Autumn Budget 2024: What Rachel Reeves’ Announcement Means For You

October 30, 2024, By Slater Heelis

Rachel Reeves, the Chancellor of the Exchequer, unveiled the 2024 Autumn Budget today, revealing an ambitious agenda to address a £22 billion black hole in public finances whilst investing in public services and attempting to stimulate economic growth.. Among the headline changes are adjustments to Inheritance Tax (IHT), employer responsibilities, Capital Gains Tax, and property taxes.

This blog breaks down these updates into key areas and assesses what they could mean for you, your business, or your family.

Inheritance Tax Changes in the Autumn Budget

The current Inheritance Tax thresholds remain frozen until 2030. Individuals can still pass on up to £325,000 worth of assets without incurring any charge to IHT. Married couples can combine their tax-free amounts, meaning that on the second death they can pass on up to £650,000 tax free.

You can still benefit from an additional tax free amount of £175,000 per person, which applies if your main residence is inherited by your children or grandchildren.

Though only 6% of households fall within IHT’s reach, the government has introduced notable changes to inherited pensions and agricultural relief. Beginning April 2027, inherited pensions will be caught by IHT, which will impact families counting on tax-free pension benefits.

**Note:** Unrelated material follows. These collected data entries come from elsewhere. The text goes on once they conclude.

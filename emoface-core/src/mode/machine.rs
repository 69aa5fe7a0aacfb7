//! Mode state machine definition
//!
//! What the display shows is a function of the current mode, the time it
//! was entered, and a one-shot `just_entered` flag that lets the renderer
//! perform entry actions exactly once.

use crate::config::TimingConfig;
use crate::gesture::GestureEvent;
use crate::{elapsed, Millis};

/// Display modes
#[derive(Debug, Clone, Copy, PartialEq, Eq, Default)]
#[cfg_attr(feature = "defmt", derive(defmt::Format))]
pub enum DisplayMode {
    /// Idle animated eyes
    #[default]
    Eyes,
    /// Happy face after a single tap
    Happy,
    /// Temperature/humidity screen after a double tap
    Weather,
}

impl DisplayMode {
    /// Check if this is the idle mode
    pub fn is_idle(&self) -> bool {
        matches!(self, DisplayMode::Eyes)
    }

    /// Check if the mode is redrawn every cycle
    ///
    /// Static screens (Weather) are drawn once on entry.
    pub fn is_animated(&self) -> bool {
        matches!(self, DisplayMode::Eyes | DisplayMode::Happy)
    }

    /// How long the mode lasts before falling back to Eyes, if it times out
    pub fn timeout_ms(&self, timing: &TimingConfig) -> Option<Millis> {
        match self {
            DisplayMode::Eyes => None,
            DisplayMode::Happy => Some(timing.happy_duration_ms),
            DisplayMode::Weather => Some(timing.weather_duration_ms),
        }
    }
}

/// Inputs to the mode machine
#[derive(Debug, Clone, Copy, PartialEq, Eq)]
#[cfg_attr(feature = "defmt", derive(defmt::Format))]
pub enum ModeInput {
    /// Output of the gesture recognizer for this cycle
    Gesture(GestureEvent),
    /// A raw touch passed the debounce filter this cycle
    Touch,
    /// Time check, evaluated every cycle
    Tick,
}

/// Complete mode machine state
#[derive(Debug, Clone, Copy, PartialEq, Eq)]
#[cfg_attr(feature = "defmt", derive(defmt::Format))]
pub struct ModeMachineState {
    /// Mode currently shown
    pub current: DisplayMode,
    /// When `current` was entered
    pub mode_entered_at: Millis,
    /// Set on every transition, cleared only by the consumer
    pub just_entered: bool,
}

impl Default for ModeMachineState {
    fn default() -> Self {
        Self::initial(0)
    }
}

impl ModeMachineState {
    /// Power-on state: Eyes, no pending entry action
    pub const fn initial(now: Millis) -> Self {
        Self {
            current: DisplayMode::Eyes,
            mode_entered_at: now,
            just_entered: false,
        }
    }

    fn enter(mode: DisplayMode, now: Millis) -> Self {
        Self {
            current: mode,
            mode_entered_at: now,
            just_entered: true,
        }
    }

    /// Process an input and return the next state
    ///
    /// This is the core transition logic. Any touch or gesture outside Eyes
    /// returns to Eyes before tap count is considered, so a double tap can
    /// never jump directly from Happy to Weather.
    pub fn transition(self, input: ModeInput, now: Millis, timing: &TimingConfig) -> Self {
        use DisplayMode::*;
        use GestureEvent::{DoubleTap, SingleTap};

        match (self.current, input) {
            // Touch interrupt has priority outside Eyes
            (Happy | Weather, ModeInput::Touch) => Self::enter(Eyes, now),
            (Happy | Weather, ModeInput::Gesture(event)) if event.is_gesture() => {
                Self::enter(Eyes, now)
            }

            // Tap count selects the destination only from Eyes
            (Eyes, ModeInput::Gesture(SingleTap)) => Self::enter(Happy, now),
            (Eyes, ModeInput::Gesture(DoubleTap)) => Self::enter(Weather, now),

            // Timeouts back to Eyes
            (mode, ModeInput::Tick) => match mode.timeout_ms(timing) {
                Some(limit) if elapsed(now, self.mode_entered_at) > limit => {
                    Self::enter(Eyes, now)
                }
                _ => self,
            },

            // Default: stay in current state
            _ => self,
        }
    }
}

/// Owned mode machine with its timing
#[derive(Debug, Clone)]
pub struct ModeStateMachine {
    state: ModeMachineState,
    timing: TimingConfig,
}

impl Default for ModeStateMachine {
    fn default() -> Self {
        Self::new(TimingConfig::default(), 0)
    }
}

impl ModeStateMachine {
    /// Create a machine in Eyes mode, entered at `now`
    pub fn new(timing: TimingConfig, now: Millis) -> Self {
        Self {
            state: ModeMachineState::initial(now),
            timing,
        }
    }

    /// Get the full state
    pub fn state(&self) -> &ModeMachineState {
        &self.state
    }

    /// Get the current mode
    pub fn mode(&self) -> DisplayMode {
        self.state.current
    }

    /// Check if the entry action for the current mode is still pending
    pub fn just_entered(&self) -> bool {
        self.state.just_entered
    }

    /// Feed this cycle's gesture. Returns true if the mode changed.
    pub fn on_gesture(&mut self, event: GestureEvent, now: Millis) -> bool {
        self.apply(ModeInput::Gesture(event), now)
    }

    /// Feed an accepted raw touch. Returns true if it forced a return to Eyes.
    pub fn interrupt(&mut self, now: Millis) -> bool {
        self.apply(ModeInput::Touch, now)
    }

    /// Evaluate mode timeouts. Returns true if the mode changed.
    pub fn tick(&mut self, now: Millis) -> bool {
        self.apply(ModeInput::Tick, now)
    }

    /// Mark the entry action as done
    pub fn acknowledge_entry(&mut self) {
        self.state.just_entered = false;
    }

    fn apply(&mut self, input: ModeInput, now: Millis) -> bool {
        let next = self.state.transition(input, now, &self.timing);
        let changed = next != self.state;
        self.state = next;
        changed
    }
}

#[cfg(test)]
mod tests {
    use super::*;
    use proptest::prelude::*;

    fn in_mode(mode: DisplayMode, entered: Millis) -> ModeMachineState {
        ModeMachineState {
            current: mode,
            mode_entered_at: entered,
            just_entered: false,
        }
    }

    #[test]
    fn test_initial_state() {
        let machine = ModeStateMachine::default();
        assert_eq!(machine.mode(), DisplayMode::Eyes);
        assert!(!machine.just_entered());
    }

    #[test]
    fn test_eyes_single_tap_to_happy() {
        let timing = TimingConfig::default();
        let next = in_mode(DisplayMode::Eyes, 0).transition(
            ModeInput::Gesture(GestureEvent::SingleTap),
            520,
            &timing,
        );
        assert_eq!(next.current, DisplayMode::Happy);
        assert_eq!(next.mode_entered_at, 520);
        assert!(next.just_entered);
    }

    #[test]
    fn test_eyes_double_tap_to_weather() {
        let timing = TimingConfig::default();
        let next = in_mode(DisplayMode::Eyes, 0).transition(
            ModeInput::Gesture(GestureEvent::DoubleTap),
            300,
            &timing,
        );
        assert_eq!(next.current, DisplayMode::Weather);
        assert_eq!(next.mode_entered_at, 300);
        assert!(next.just_entered);
    }

    #[test]
    fn test_any_gesture_outside_eyes_returns_to_eyes() {
        let timing = TimingConfig::default();
        for mode in [DisplayMode::Happy, DisplayMode::Weather] {
            for event in [GestureEvent::SingleTap, GestureEvent::DoubleTap] {
                let next = in_mode(mode, 1000).transition(ModeInput::Gesture(event), 1100, &timing);
                assert_eq!(next.current, DisplayMode::Eyes);
                assert_eq!(next.mode_entered_at, 1100);
                assert!(next.just_entered);
            }
        }
    }

    #[test]
    fn test_touch_interrupt_only_outside_eyes() {
        let timing = TimingConfig::default();
        let eyes = in_mode(DisplayMode::Eyes, 0);
        assert_eq!(eyes.transition(ModeInput::Touch, 50, &timing), eyes);

        let happy = in_mode(DisplayMode::Happy, 0);
        let next = happy.transition(ModeInput::Touch, 50, &timing);
        assert_eq!(next.current, DisplayMode::Eyes);
    }

    #[test]
    fn test_no_gesture_is_no_change() {
        let timing = TimingConfig::default();
        for mode in [DisplayMode::Eyes, DisplayMode::Happy, DisplayMode::Weather] {
            let state = in_mode(mode, 0);
            let next = state.transition(ModeInput::Gesture(GestureEvent::None), 10, &timing);
            assert_eq!(next, state);
        }
    }

    #[test]
    fn test_happy_timeout_is_strict() {
        let mut machine = ModeStateMachine::default();
        machine.on_gesture(GestureEvent::SingleTap, 520);
        machine.acknowledge_entry();

        assert!(!machine.tick(2120)); // exactly 1600 ms
        assert_eq!(machine.mode(), DisplayMode::Happy);
        assert!(machine.tick(2121));
        assert_eq!(machine.mode(), DisplayMode::Eyes);
        assert!(machine.just_entered());
        assert_eq!(machine.state().mode_entered_at, 2121);
    }

    #[test]
    fn test_weather_timeout_is_strict() {
        let mut machine = ModeStateMachine::default();
        machine.on_gesture(GestureEvent::DoubleTap, 300);
        machine.acknowledge_entry();

        assert!(!machine.tick(6300));
        assert_eq!(machine.mode(), DisplayMode::Weather);
        assert!(machine.tick(6301));
        assert_eq!(machine.mode(), DisplayMode::Eyes);
    }

    #[test]
    fn test_scenario_double_tap_then_interrupt() {
        let mut machine = ModeStateMachine::default();
        assert!(machine.on_gesture(GestureEvent::DoubleTap, 300));
        assert_eq!(machine.state().mode_entered_at, 300);
        machine.acknowledge_entry();

        // Still well inside the weather duration
        assert!(!machine.tick(4000));
        assert!(machine.interrupt(4000));
        assert_eq!(machine.mode(), DisplayMode::Eyes);
        assert_eq!(machine.state().mode_entered_at, 4000);
        assert!(machine.just_entered());
    }

    #[test]
    fn test_just_entered_persists_until_acknowledged() {
        let mut machine = ModeStateMachine::default();
        machine.on_gesture(GestureEvent::SingleTap, 100);
        machine.tick(100);
        machine.tick(200);
        assert!(machine.just_entered());
        machine.acknowledge_entry();
        assert!(!machine.just_entered());
        machine.tick(300);
        assert!(!machine.just_entered());
    }

    #[test]
    fn test_timeout_across_wrap() {
        let mut machine = ModeStateMachine::default();
        let entered = u32::MAX - 1000;
        machine.on_gesture(GestureEvent::SingleTap, entered);
        assert!(!machine.tick(entered.wrapping_add(1600)));
        assert!(machine.tick(entered.wrapping_add(1601)));
        assert_eq!(machine.mode(), DisplayMode::Eyes);
    }

    #[test]
    fn test_mode_properties() {
        let timing = TimingConfig::default();
        assert!(DisplayMode::Eyes.is_idle());
        assert!(DisplayMode::Happy.is_animated());
        assert!(!DisplayMode::Weather.is_animated());
        assert_eq!(DisplayMode::Eyes.timeout_ms(&timing), None);
        assert_eq!(DisplayMode::Happy.timeout_ms(&timing), Some(1600));
        assert_eq!(DisplayMode::Weather.timeout_ms(&timing), Some(6000));
    }

    proptest! {
        #[test]
        fn prop_eyes_never_times_out(entered in any::<u32>(), later in any::<u32>()) {
            let timing = TimingConfig::default();
            let state = in_mode(DisplayMode::Eyes, entered);
            prop_assert_eq!(state.transition(ModeInput::Tick, later, &timing), state);
        }

        #[test]
        fn prop_happy_holds_until_duration(entered in any::<u32>(), dt in 0u32..=1600) {
            let timing = TimingConfig::default();
            let state = in_mode(DisplayMode::Happy, entered);
            let now = entered.wrapping_add(dt);
            prop_assert_eq!(state.transition(ModeInput::Tick, now, &timing).current, DisplayMode::Happy);
            let after = entered.wrapping_add(1601);
            prop_assert_eq!(state.transition(ModeInput::Tick, after, &timing).current, DisplayMode::Eyes);
        }

        #[test]
        fn prop_weather_holds_until_duration(entered in any::<u32>(), dt in 0u32..=6000) {
            let timing = TimingConfig::default();
            let state = in_mode(DisplayMode::Weather, entered);
            let now = entered.wrapping_add(dt);
            prop_assert_eq!(state.transition(ModeInput::Tick, now, &timing).current, DisplayMode::Weather);
            let after = entered.wrapping_add(6001);
            prop_assert_eq!(state.transition(ModeInput::Tick, after, &timing).current, DisplayMode::Eyes);
        }

        #[test]
        fn prop_gesture_outside_eyes_is_immediate(
            weather in any::<bool>(),
            double in any::<bool>(),
            entered in any::<u32>(),
            dt in 0u32..6000,
        ) {
            let timing = TimingConfig::default();
            let mode = if weather { DisplayMode::Weather } else { DisplayMode::Happy };
            let event = if double { GestureEvent::DoubleTap } else { GestureEvent::SingleTap };
            let now = entered.wrapping_add(dt);
            let next = in_mode(mode, entered).transition(ModeInput::Gesture(event), now, &timing);
            prop_assert_eq!(next.current, DisplayMode::Eyes);
            prop_assert_eq!(next.mode_entered_at, now);
        }
    }
}
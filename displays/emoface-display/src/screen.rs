//! Screen buffer
//!
//! A character grid matching the display module. Rows are tracked
//! individually so redrawing the same face every loop iteration only sends
//! the rows that actually changed.

use heapless::String;

use crate::backend::{DisplayBackend, DisplayError};
use emoface_protocol::messages::{DISPLAY_COLS, DISPLAY_ROWS};

/// Number of character rows
pub const SCREEN_ROWS: usize = DISPLAY_ROWS as usize;

/// Number of character columns
pub const SCREEN_COLS: usize = DISPLAY_COLS as usize;

/// Text-mode screen buffer
#[derive(Clone)]
pub struct Screen {
    lines: [String<SCREEN_COLS>; SCREEN_ROWS],
    /// Bit `n` set = row `n` changed since the last flush
    dirty_rows: u8,
    /// Whole display must be cleared before rows are drawn
    needs_clear: bool,
}

impl Default for Screen {
    fn default() -> Self {
        Self::new()
    }
}

impl Screen {
    /// Create an empty screen. The first flush clears the display.
    pub fn new() -> Self {
        Self {
            lines: core::array::from_fn(|_| String::new()),
            dirty_rows: 0,
            needs_clear: true,
        }
    }

    /// Blank every row
    pub fn clear(&mut self) {
        for line in &mut self.lines {
            line.clear();
        }
        self.dirty_rows = 0;
        self.needs_clear = true;
    }

    /// Replace a row, truncating to the screen width
    ///
    /// Rows outside the screen are ignored. The row is only marked dirty
    /// when its content changes.
    pub fn set_line(&mut self, row: usize, text: &str) {
        let Some(line) = self.lines.get_mut(row) else {
            return;
        };
        let text = truncate(text, SCREEN_COLS);
        if line.as_str() == text {
            return;
        }
        line.clear();
        let _ = line.push_str(text);
        self.dirty_rows |= 1 << row;
    }

    /// Replace a row with `text` centered in it
    pub fn set_centered(&mut self, row: usize, text: &str) {
        let text = truncate(text, SCREEN_COLS);
        let pad = (SCREEN_COLS - text.len()) / 2;
        let mut line = String::<SCREEN_COLS>::new();
        for _ in 0..pad {
            let _ = line.push(' ');
        }
        let _ = line.push_str(text);
        self.set_line(row, &line);
    }

    /// Get the content of a row
    pub fn get_line(&self, row: usize) -> Option<&str> {
        self.lines.get(row).map(|s| s.as_str())
    }

    /// Get all lines in order
    pub fn lines(&self) -> impl Iterator<Item = &str> {
        self.lines.iter().map(|s| s.as_str())
    }

    /// Check if anything needs to be sent to the display
    pub fn is_dirty(&self) -> bool {
        self.needs_clear || self.dirty_rows != 0
    }

    /// Force every row to be resent on the next flush
    pub fn mark_dirty(&mut self) {
        self.needs_clear = true;
        self.dirty_rows = 0;
        for (row, line) in self.lines.iter().enumerate() {
            if !line.is_empty() {
                self.dirty_rows |= 1 << row;
            }
        }
    }

    /// Send pending changes to `backend`
    ///
    /// Changed rows are padded to full width so they overwrite whatever was
    /// there before. On error the pending changes are kept for a retry.
    pub fn flush<B: DisplayBackend + ?Sized>(&mut self, backend: &mut B) -> Result<(), DisplayError> {
        if !self.is_dirty() {
            return Ok(());
        }

        if self.needs_clear {
            backend.clear()?;
            self.needs_clear = false;
        }

        for row in 0..SCREEN_ROWS {
            if self.dirty_rows & (1 << row) == 0 {
                continue;
            }
            let mut padded = self.lines[row].clone();
            while padded.push(' ').is_ok() {}
            backend.draw_text(row as u8, 0, &padded)?;
            self.dirty_rows &= !(1 << row);
        }

        backend.flush()
    }
}

/// Longest prefix of `text` that fits in `max` bytes on a char boundary
fn truncate(text: &str, max: usize) -> &str {
    if text.len() <= max {
        return text;
    }
    let mut end = max;
    while !text.is_char_boundary(end) {
        end -= 1;
    }
    &text[..end]
}

#[cfg(feature = "defmt")]
impl defmt::Format for Screen {
    fn format(&self, f: defmt::Formatter) {
        defmt::write!(f, "Screen[");
        for (i, line) in self.lines.iter().enumerate() {
            if i > 0 {
                defmt::write!(f, ", ");
            }
            defmt::write!(f, "{}", line.as_str());
        }
        defmt::write!(f, "]");
    }
}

Agricultural and business assets will also see shifts, with a cap allowing the first £1 million of these assets to be tax-free. For any assets beyond this threshold, an effective rate of 20% applies. This means that if your estate includes significant pension, agricultural, or business assets, planning with an adviser may be beneficial to understand how these new rules might affect the financial legacy you intend to pass on.

Changes Impacting Businesses and Employers

The Autumn Budget brings many changes for businesses of all sizes. While some measures aim to ease operational costs for smaller business, others will result in increased costs, especially in National Insurance and business rates.

The employer’s National Insurance rate will rise by 1.2%, reaching 15%, and the threshold at which employers pay National Insurance on each employee’s salary will be reduced significantly, from £9,100 to £5,000.

For many businesses, particularly those with larger payrolls, this increase translates to higher employment costs.

The Employment Allowance will rise from £5,000 to £10,500 which will exempt around 865,000 small businesses from paying National Insurance in 2025 and provide some relief for smaller employers who might otherwise struggle with the additional cost.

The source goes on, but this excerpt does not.